Lixo-me por ser homo erectus
quase quadrúpede – tão curvado – um bípede involuto e involuído.
Neste monte de lixo esquadrinhado
eu luto sem ter vivido
e lixo-me!

© Reinaldo Luciano -  Direitos Autorais Reservados

terça-feira, 24 de janeiro de 2012

Retratos da alma de um poeta



Poesia não se escreve... sente-se.
Ainda que seja um protesto,
deve ser um protesto sentido...
Se não, não tem sentido.
Poesia é assim – algo que nasce em sentimento
e se transforma em palavras;
é um instantâneo do momento vivido
e que vai amarelando na gaveta da alma
até que um dia nos reconheçamos na velha fotografia.
Isso é poesia!
O reconhecimento...
É o momento vivido, sentido...
A poesia não se escreve – se revela.
É como uma janela
que se abre para dentro da alma da gente.

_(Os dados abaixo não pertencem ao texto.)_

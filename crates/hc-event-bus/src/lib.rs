//! Event bus with typed pub/sub for homecore
//!
//! This crate provides the EventBus, the in-process message broker that
//! decouples sensors, automation, devices and transports. Handlers run
//! synchronously on the publisher's thread.
//!
//! Subscriptions are keyed by event name *and* payload type: a handler
//! registered for `SensorEvent` under `"sensor.reading"` can only ever be
//! called with a `SensorEvent`. Publishing a different payload type under the
//! same name reaches none of those handlers.

use hc_core::{Context, Event, EventData, EventType};
use parking_lot::RwLock;
use std::any::{Any, TypeId};
use std::collections::HashMap;
use std::panic::{self, AssertUnwindSafe};
use std::sync::atomic::{AtomicU64, Ordering};
use std::sync::Arc;
use tracing::{debug, error, trace, warn};

/// A unique identifier for a subscription
#[derive(Debug, Clone, Copy, PartialEq, Eq, PartialOrd, Ord, Hash)]
pub struct SubscriptionId(u64);

impl SubscriptionId {
    /// Raw numeric value
    pub fn as_u64(self) -> u64 {
        self.0
    }
}

impl std::fmt::Display for SubscriptionId {
    fn fmt(&self, f: &mut std::fmt::Formatter<'_>) -> std::fmt::Result {
        write!(f, "sub#{}", self.0)
    }
}

/// Typed handler as seen by subscribers
type Handler<T> = Arc<dyn Fn(&Event<T>) + Send + Sync>;

/// A registered handler with its payload type erased
#[derive(Clone)]
struct Subscriber {
    id: SubscriptionId,
    payload_type: TypeId,
    /// Always holds a `Handler<T>` where `TypeId::of::<T>() == payload_type`
    handler: Arc<dyn Any + Send + Sync>,
}

/// The event bus for publishing and subscribing to events
///
/// The subscriber table is only locked to register, remove or snapshot
/// subscribers. Handlers are invoked with no lock held, so they may
/// subscribe, unsubscribe or publish themselves.
pub struct EventBus {
    /// Subscribers per event name, in subscription order
    subscribers: RwLock<HashMap<EventType, Vec<Subscriber>>>,
    /// Counter for generating subscription IDs
    next_id: AtomicU64,
}

impl EventBus {
    /// Create a new, empty event bus
    pub fn new() -> Self {
        Self {
            subscribers: RwLock::new(HashMap::new()),
            next_id: AtomicU64::new(0),
        }
    }

    /// Subscribe to events of payload type `T` published under `event_type`
    pub fn subscribe<T, F>(&self, event_type: impl Into<EventType>, handler: F) -> SubscriptionId
    where
        T: Send + Sync + 'static,
        F: Fn(&Event<T>) + Send + Sync + 'static,
    {
        let event_type = event_type.into();
        let id = SubscriptionId(self.next_id.fetch_add(1, Ordering::SeqCst));
        let handler: Handler<T> = Arc::new(handler);

        let subscriber = Subscriber {
            id,
            payload_type: TypeId::of::<T>(),
            handler: Arc::new(handler),
        };

        self.subscribers
            .write()
            .entry(event_type.clone())
            .or_default()
            .push(subscriber);

        debug!(event_type = %event_type, %id, "Subscribed");
        id
    }

    /// Subscribe to a typed event under its own name
    pub fn subscribe_typed<T, F>(&self, handler: F) -> SubscriptionId
    where
        T: EventData,
        F: Fn(&Event<T>) + Send + Sync + 'static,
    {
        self.subscribe(T::event_type(), handler)
    }

    /// Publish an event with a fresh context
    ///
    /// Returns the number of handlers that completed without panicking.
    pub fn publish<T>(&self, event_type: impl Into<EventType>, data: T) -> usize
    where
        T: Send + Sync + 'static,
    {
        self.publish_with_context(event_type, data, Context::new())
    }

    /// Publish an event carrying the given context
    pub fn publish_with_context<T>(
        &self,
        event_type: impl Into<EventType>,
        data: T,
        context: Context,
    ) -> usize
    where
        T: Send + Sync + 'static,
    {
        self.dispatch(Event::new(event_type, data, context))
    }

    /// Publish a typed event under its own name
    pub fn publish_typed<T: EventData>(&self, data: T) -> usize {
        self.publish_typed_with_context(data, Context::new())
    }

    /// Publish a typed event under its own name with the given context
    pub fn publish_typed_with_context<T: EventData>(&self, data: T, context: Context) -> usize {
        self.dispatch(Event::typed(data, context))
    }

    fn dispatch<T>(&self, event: Event<T>) -> usize
    where
        T: Send + Sync + 'static,
    {
        let payload_type = TypeId::of::<T>();

        // Snapshot under the lock, invoke outside it
        let snapshot: Vec<Subscriber> = match self.subscribers.read().get(&event.event_type) {
            Some(subs) => subs.clone(),
            None => {
                trace!(event_type = %event.event_type, "No subscribers");
                return 0;
            }
        };

        trace!(
            event_type = %event.event_type,
            subscribers = snapshot.len(),
            "Publishing event"
        );

        let mut delivered = 0;
        for subscriber in &snapshot {
            if subscriber.payload_type != payload_type {
                warn!(
                    event_type = %event.event_type,
                    id = %subscriber.id,
                    "Skipping subscriber registered for a different payload type"
                );
                continue;
            }

            let Some(handler) = subscriber.handler.downcast_ref::<Handler<T>>() else {
                error!(
                    event_type = %event.event_type,
                    id = %subscriber.id,
                    "Subscriber handler has unexpected type"
                );
                continue;
            };

            match panic::catch_unwind(AssertUnwindSafe(|| (**handler)(&event))) {
                Ok(()) => delivered += 1,
                Err(payload) => {
                    error!(
                        event_type = %event.event_type,
                        id = %subscriber.id,
                        panic = %panic_message(payload.as_ref()),
                        "Event handler panicked"
                    );
                }
            }
        }

        delivered
    }

    /// Remove a subscription
    ///
    /// Returns true if the subscription was found and removed.
    pub fn unsubscribe(&self, event_type: impl Into<EventType>, id: SubscriptionId) -> bool {
        let event_type = event_type.into();
        let mut subscribers = self.subscribers.write();

        let Some(subs) = subscribers.get_mut(&event_type) else {
            return false;
        };

        let before = subs.len();
        subs.retain(|s| s.id != id);
        let removed = subs.len() != before;

        if subs.is_empty() {
            subscribers.remove(&event_type);
        }

        if removed {
            debug!(event_type = %event_type, %id, "Unsubscribed");
        }
        removed
    }

    /// Remove all subscribers of one event name
    pub fn clear(&self, event_type: impl Into<EventType>) {
        let event_type = event_type.into();
        if self.subscribers.write().remove(&event_type).is_some() {
            debug!(event_type = %event_type, "Cleared subscribers");
        }
    }

    /// Remove every subscriber of every event name
    pub fn clear_all(&self) {
        self.subscribers.write().clear();
        debug!("Cleared all subscribers");
    }

    /// Number of subscribers registered under an event name
    pub fn subscriber_count(&self, event_type: impl Into<EventType>) -> usize {
        self.subscribers
            .read()
            .get(&event_type.into())
            .map_or(0, Vec::len)
    }

    /// Number of event names with at least one subscriber
    pub fn event_type_count(&self) -> usize {
        self.subscribers.read().len()
    }
}

impl Default for EventBus {
    fn default() -> Self {
        Self::new()
    }
}

fn panic_message(payload: &(dyn Any + Send)) -> String {
    if let Some(s) = payload.downcast_ref::<&str>() {
        (*s).to_string()
    } else if let Some(s) = payload.downcast_ref::<String>() {
        s.clone()
    } else {
        "non-string panic payload".to_string()
    }
}

/// Thread-safe wrapper for EventBus
pub type SharedEventBus = Arc<EventBus>;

Reinaldo Luciano © Direitos Autorais reservados

sábado, 14 de janeiro de 2012

Crucifixo

Pelas duras penas que esta vida encerra
na jornada eterna de nós sofredores
é que nos tornamos tristes sonhadores
quais vagantes órfãos ao final da guerra;


E de passo em passo, vamos pela Terra
em pedras e espinhos, renegando as dores,
na sofreguidão de encontrar amores
e noutra ilusão que a razão enterra...


Pelas duras penas quase abandonamos
o caminho, a vida, a verdade e a luz
por medo da dor que não suportamos...


E de passo em passo, carregando a cruz
tememos os cravos, mas nos entregamos.
É apenas medo... Não somos Jesus.

(obs.: continuo ateu)

Reinaldo Luciano

sábado, 7 de janeiro de 2012

Quando eu for velho


Quando eu for velho, se for velho e não me for,
ainda irei, no fim, viver intensamente,
mesmo se o corpo esmorecer de tão cansado;
A mente intensa há de querer frágeis lembranças
ainda quando me faltar massa cinzenta.
E embora velho e sem memória e sem vigor
verá, quem queira, por detrás do olhar distante
meu eu menino saltitando em poças d'água.

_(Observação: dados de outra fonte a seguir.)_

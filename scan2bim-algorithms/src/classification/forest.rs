use rand::{rngs::StdRng, Rng, SeedableRng};
use rayon::prelude::*;
use serde::{Deserialize, Serialize};

use super::{
    dataset::Dataset,
    tree::{DecisionTree, TreeParameters},
};

/// Number of features considered at each split
#[derive(Debug, Clone, Copy, PartialEq, Eq, Serialize, Deserialize)]
#[serde(rename_all = "snake_case")]
pub enum MaxFeatures {
    /// Square root of the feature count
    Sqrt,
    /// Binary logarithm of the feature count
    Log2,
    /// Every feature
    All,
    /// A fixed number of features, capped at the feature count
    Count(usize),
}

impl MaxFeatures {
    /// Resolves to a concrete number of features in `1..=num_features`
    pub fn resolve(self, num_features: usize) -> usize {
        let count = match self {
            MaxFeatures::Sqrt => (num_features as f64).sqrt().floor() as usize,
            MaxFeatures::Log2 => (num_features as f64).log2().floor() as usize,
            MaxFeatures::All => num_features,
            MaxFeatures::Count(count) => count,
        };
        count.max(1).min(num_features.max(1))
    }
}

impl Default for MaxFeatures {
    fn default() -> Self {
        MaxFeatures::Sqrt
    }
}

/// Hyperparameters of a [RandomForest]
#[derive(Debug, Clone, Copy, PartialEq, Serialize, Deserialize)]
#[serde(default)]
pub struct ForestParameters {
    pub num_trees: usize,
    pub max_depth: Option<usize>,
    pub min_samples_split: usize,
    pub min_samples_leaf: usize,
    pub max_features: MaxFeatures,
}

impl Default for ForestParameters {
    fn default() -> Self {
        Self {
            num_trees: 500,
            max_depth: None,
            min_samples_split: 2,
            min_samples_leaf: 1,
            max_features: MaxFeatures::Sqrt,
        }
    }
}

/// Ensemble of decision trees, each grown on a bootstrap sample of the training data. Predictions average the leaf
/// class distributions of all trees.
#[derive(Debug, Clone, PartialEq, Serialize, Deserialize)]
pub struct RandomForest {
    trees: Vec<DecisionTree>,
    num_features: usize,
    num_classes: usize,
}

impl RandomForest {
    /// Fits a forest on the given `samples` of `dataset`. The per-tree seeds are drawn from a generator seeded with
    /// `seed`, so the same inputs always yield the same forest regardless of how the trees are scheduled onto threads.
    /// Trees are grown in parallel.
    ///
    /// # Panics
    ///
    /// If `samples` is empty or `parameters.num_trees` is zero
    pub fn fit(dataset: &Dataset, samples: &[usize], parameters: &ForestParameters, seed: u64) -> Self {
        assert!(!samples.is_empty(), "cannot fit a forest without samples");
        assert!(parameters.num_trees > 0, "a forest needs at least one tree");

        let tree_parameters = TreeParameters {
            max_depth: parameters.max_depth,
            min_samples_split: parameters.min_samples_split.max(2),
            min_samples_leaf: parameters.min_samples_leaf.max(1),
            max_features: parameters.max_features.resolve(dataset.num_features()),
        };
        let mut master_rng = StdRng::seed_from_u64(seed);
        let tree_seeds = (0..parameters.num_trees)
            .map(|_| master_rng.gen::<u64>())
            .collect::<Vec<_>>();

        let trees = tree_seeds
            .into_par_iter()
            .map(|tree_seed| {
                let mut rng = StdRng::seed_from_u64(tree_seed);
                let bootstrap = (0..samples.len())
                    .map(|_| samples[rng.gen_range(0..samples.len())])
                    .collect::<Vec<_>>();
                DecisionTree::fit(dataset, bootstrap, &tree_parameters, &mut rng)
            })
            .collect();

        Self {
            trees,
            num_features: dataset.num_features(),
            num_classes: dataset.num_classes(),
        }
    }

    pub fn num_trees(&self) -> usize {
        self.trees.len()
    }

    pub fn num_features(&self) -> usize {
        self.num_features
    }

    pub fn num_classes(&self) -> usize {
        self.num_classes
    }

    /// Mean class distribution over all trees
    pub fn predict_proba(&self, row: &[f64]) -> Vec<f64> {
        let mut distribution = vec![0.0; self.num_classes];
        for tree in &self.trees {
            for (sum, probability) in distribution
                .iter_mut()
                .zip(tree.predict_distribution(row).iter())
            {
                *sum += probability;
            }
        }
        let num_trees = self.trees.len() as f64;
        distribution.iter_mut().for_each(|p| *p /= num_trees);
        distribution
    }

    /// Most probable class index of `row`. Ties go to the lowest class index
    pub fn predict(&self, row: &[f64]) -> usize {
        argmax(&self.predict_proba(row))
    }

    /// Predicts the class index of every sample in `samples`, in parallel
    pub fn predict_samples(&self, dataset: &Dataset, samples: &[usize]) -> Vec<usize> {
        samples
            .par_iter()
            .map(|sample| self.predict(dataset.row(*sample)))
            .collect()
    }
}

fn argmax(values: &[f64]) -> usize {
    let mut best = 0;
    for (index, value) in values.iter().enumerate().skip(1) {
        if *value > values[best] {
            best = index;
        }
    }
    best
}

#[cfg(test)]
mod tests {
    use super::*;
    use assert_approx_eq::assert_approx_eq;
    use rand::Rng;

    fn two_blobs(count: usize, seed: u64) -> Dataset {
        let mut rng = StdRng::seed_from_u64(seed);
        let mut values = vec![];
        let mut targets = vec![];
        for i in 0..count {
            let class = i % 2;
            let center = if class == 0 { -2.0 } else { 2.0 };
            values.push(center + rng.gen_range(-1.0..1.0));
            values.push(rng.gen_range(-5.0..5.0));
            values.push(rng.gen_range(-5.0..5.0));
            targets.push(class);
        }
        Dataset::new(values, 3, targets, 2)
    }

    fn small_forest() -> ForestParameters {
        ForestParameters {
            num_trees: 20,
            ..Default::default()
        }
    }

    #[test]
    fn test_max_features_resolution() {
        assert_eq!(3, MaxFeatures::Sqrt.resolve(9));
        assert_eq!(3, MaxFeatures::Log2.resolve(9));
        assert_eq!(9, MaxFeatures::All.resolve(9));
        assert_eq!(9, MaxFeatures::Count(20).resolve(9));
        assert_eq!(1, MaxFeatures::Count(0).resolve(9));
        assert_eq!(1, MaxFeatures::Sqrt.resolve(2));
    }

    #[test]
    fn test_forest_separates_blobs() {
        let dataset = two_blobs(200, 5);
        let samples = (0..dataset.len()).collect::<Vec<_>>();
        let forest = RandomForest::fit(&dataset, &samples, &small_forest(), 42);
        assert_eq!(20, forest.num_trees());
        assert_eq!(0, forest.predict(&[-2.0, 0.0, 0.0]));
        assert_eq!(1, forest.predict(&[2.0, 0.0, 0.0]));

        let probabilities = forest.predict_proba(&[2.5, 1.0, -1.0]);
        assert_approx_eq!(1.0, probabilities.iter().sum::<f64>(), 1e-9);
    }

    #[test]
    fn test_same_seed_same_forest() {
        let dataset = two_blobs(100, 9);
        let samples = (0..dataset.len()).collect::<Vec<_>>();
        let first = RandomForest::fit(&dataset, &samples, &small_forest(), 7);
        let second = RandomForest::fit(&dataset, &samples, &small_forest(), 7);
        assert_eq!(first, second);
        let third = RandomForest::fit(&dataset, &samples, &small_forest(), 8);
        assert_ne!(first, third);
    }

    #[test]
    fn test_argmax_ties_go_to_lowest_index() {
        assert_eq!(0, argmax(&[0.5, 0.5]));
        assert_eq!(1, argmax(&[0.25, 0.5, 0.25]));
        assert_eq!(2, argmax(&[0.2, 0.3, 0.5]));
    }
}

Quando eu for velho, se for velho e não me for
terei vencido tudo mais - estarei pronto.
E ao me livrar do velho corpo estarei rindo
das desventuras que hoje penso ter vivido.
Ah! velho tonto! É-me tão bom quando me ensinas
e me preparas ao futuro que eu te lego...
E se eu me for antes de ter envelhecido,
guarda meus sonhos junto aos teus... Depois eu pego.


Errante


Perdi-me de mim na encruzilhada dos anos
enquanto estive só...
Dias sem sol, noites sem lua
e uma nua realidade envelhecida!
A vida qual estrada no deserto
e eu me cobri do pó da nulidade
de não ter mais a mim ou mais alguém;
Viver era um exercício da vontade...

A vida se desfez no pó dos anos,
no pó dos planos desfeitos,
no sufocar do peito e no ardor dos olhos;
vida seca - desertificação de sentimentos
e secura das lágrimas (ou mágoas)
numa estrada de pó;
é triste estar só e mais triste ser só...

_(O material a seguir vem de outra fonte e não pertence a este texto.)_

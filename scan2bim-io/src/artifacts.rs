use std::{
    fs::{self, File},
    io::{BufReader, BufWriter, Write},
    path::{Path, PathBuf},
};

use anyhow::{bail, Context, Result};
use scan2bim_algorithms::classification::{EvaluationReport, TrainedModel};
use scan2bim_core::PipelineError;
use serde::{Deserialize, Serialize};

/// Returns a [PipelineError::MissingArtifact] error if nothing exists at `path`
pub fn require_input<P: AsRef<Path>>(path: P) -> Result<(), PipelineError> {
    let path = path.as_ref();
    if !path.exists() {
        return Err(PipelineError::MissingArtifact {
            path: path.to_owned(),
        });
    }
    Ok(())
}

/// Path of the temporary file that an artifact at `path` is written to before it is moved into place
fn temporary_sibling(path: &Path) -> PathBuf {
    let file_name = path
        .file_name()
        .map(|name| name.to_string_lossy().into_owned())
        .unwrap_or_default();
    path.with_file_name(format!(".{}.tmp", file_name))
}

/// Writes the artifact at `path` through `write`, which receives the path of a temporary sibling file. The temporary
/// file is renamed to `path` only if `write` succeeds, so a failed stage never leaves a partial artifact behind.
/// Missing parent directories are created.
pub fn write_atomically<P, F>(path: P, write: F) -> Result<()>
where
    P: AsRef<Path>,
    F: FnOnce(&Path) -> Result<()>,
{
    let path = path.as_ref();
    if let Some(parent) = path.parent() {
        if !parent.as_os_str().is_empty() {
            fs::create_dir_all(parent)
                .with_context(|| format!("Could not create directory {}", parent.display()))?;
        }
    }
    let temporary = temporary_sibling(path);
    if let Err(error) = write(&temporary) {
        if temporary.exists() {
            if let Err(cleanup_error) = fs::remove_file(&temporary) {
                log::warn!(
                    "Could not remove temporary file {}: {}",
                    temporary.display(),
                    cleanup_error
                );
            }
        }
        return Err(error);
    }
    fs::rename(&temporary, path).with_context(|| {
        format!(
            "Could not move {} to {}",
            temporary.display(),
            path.display()
        )
    })
}

/// Header of model files
#[derive(Debug, Clone, Copy, PartialEq, Eq, Serialize, Deserialize)]
struct ModelHeader {
    magic: [u8; 4],
    version: u32,
}

impl ModelHeader {
    const MAGIC: [u8; 4] = *b"s2bm";
    const VERSION: u32 = 1;

    fn current() -> Self {
        Self {
            magic: Self::MAGIC,
            version: Self::VERSION,
        }
    }

    /// Returns an Err if this header does not belong to a model file this version can read
    fn verify(&self) -> Result<()> {
        if self.magic != Self::MAGIC {
            bail!(
                "No valid model file, expected the first four bytes to be '{:?}', but was '{:?}' instead",
                Self::MAGIC,
                self.magic
            );
        }
        if self.version != Self::VERSION {
            bail!(
                "Unsupported model file version {}, expected version {}",
                self.version,
                Self::VERSION
            );
        }
        Ok(())
    }
}

/// Writes `model` to `path` in a binary format. The feature names and class labels are stored with the forest, so the
/// file is all that is needed to classify new data
pub fn save_model<P: AsRef<Path>>(model: &TrainedModel, path: P) -> Result<()> {
    let path = path.as_ref();
    write_atomically(path, |temporary| {
        let mut writer = BufWriter::new(File::create(temporary)?);
        bincode::serialize_into(&mut writer, &ModelHeader::current())
            .context("Could not serialize model header")?;
        bincode::serialize_into(&mut writer, model).context("Could not serialize model")?;
        writer.flush()?;
        Ok(())
    })
    .with_context(|| format!("Could not write model file {}", path.display()))
}

/// Reads a model written by [save_model]
///
/// # Errors
///
/// [PipelineError::MissingArtifact] if `path` does not exist, or an error if the file is no valid model file
pub fn load_model<P: AsRef<Path>>(path: P) -> Result<TrainedModel> {
    let path = path.as_ref();
    require_input(path)?;
    let mut reader = BufReader::new(
        File::open(path).with_context(|| format!("Could not open model file {}", path.display()))?,
    );
    let header: ModelHeader = bincode::deserialize_from(&mut reader)
        .with_context(|| format!("Could not deserialize model header from {}", path.display()))?;
    header.verify()?;
    let model = bincode::deserialize_from(&mut reader)
        .with_context(|| format!("Could not deserialize model from {}", path.display()))?;
    Ok(model)
}

/// Writes `report` to `path` as pretty-printed JSON
pub fn save_report<P: AsRef<Path>>(report: &EvaluationReport, path: P) -> Result<()> {
    let path = path.as_ref();
    write_atomically(path, |temporary| {
        let mut writer = BufWriter::new(File::create(temporary)?);
        serde_json::to_writer_pretty(&mut writer, report)?;
        writer.flush()?;
        Ok(())
    })
    .with_context(|| format!("Could not write training report {}", path.display()))
}

/// Reads a report written by [save_report]
pub fn load_report<P: AsRef<Path>>(path: P) -> Result<EvaluationReport> {
    let path = path.as_ref();
    require_input(path)?;
    let reader = BufReader::new(File::open(path)?);
    serde_json::from_reader(reader)
        .with_context(|| format!("Could not parse training report {}", path.display()))
}

#[cfg(test)]
mod tests {
    use super::*;

    #[test]
    fn test_temporary_sibling() {
        assert_eq!(
            PathBuf::from("output/.model.bin.tmp"),
            temporary_sibling(Path::new("output/model.bin"))
        );
    }

    #[test]
    fn test_missing_input() {
        let error = require_input("this/file/does/not/exist.las").unwrap_err();
        assert!(matches!(error, PipelineError::MissingArtifact { .. }));
    }

    #[test]
    fn test_failed_write_leaves_nothing_behind() -> Result<()> {
        let dir = tempfile::tempdir()?;
        let path = dir.path().join("nested").join("artifact.bin");
        let result = write_atomically(&path, |temporary| {
            fs::write(temporary, b"partial")?;
            bail!("computation failed")
        });
        assert!(result.is_err());
        assert!(!path.exists());
        assert!(!temporary_sibling(&path).exists());

        write_atomically(&path, |temporary| {
            fs::write(temporary, b"complete")?;
            Ok(())
        })?;
        assert_eq!(b"complete".to_vec(), fs::read(&path)?);
        Ok(())
    }
}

Cruzei quarenta anos de deserto
e não me sinto certo de onde estou;
Será que um dia chega?
Será que me alcança
a parte de mim que ficou?

Reinaldo Luciano © Direitos Autorais Reservados

sexta-feira, 6 de janeiro de 2012

Logradouro



Sempre bem-vindo às tantas ruas, logradouros
onde, solenes, meus amigos já distantes
deixam seus nomes, e lembranças – meus tesouros
dos tempos idos, companheiros, militantes.

Mas, se caminho sem pesar e é reconforto,
ao mesmo tempo em que divago, me entristeço...
Sabê-los parte do que é vivo e do que é morto
É meio e fim; eterno e, sim, um recomeço.

Quando for hora – e não por hora! – que eu não dê
nem que se queira, numa forma de homenagem
meu nome a beco lá na terra do Dendê
onde praticam anual rito: a lavagem...

Já fico aflito de pensar nos foliões,
bexigas soltas nas calçadas e portões...

Prefiro a honra de poder manter-me seco
a dar o nome de Bemvindo a qualquer beco!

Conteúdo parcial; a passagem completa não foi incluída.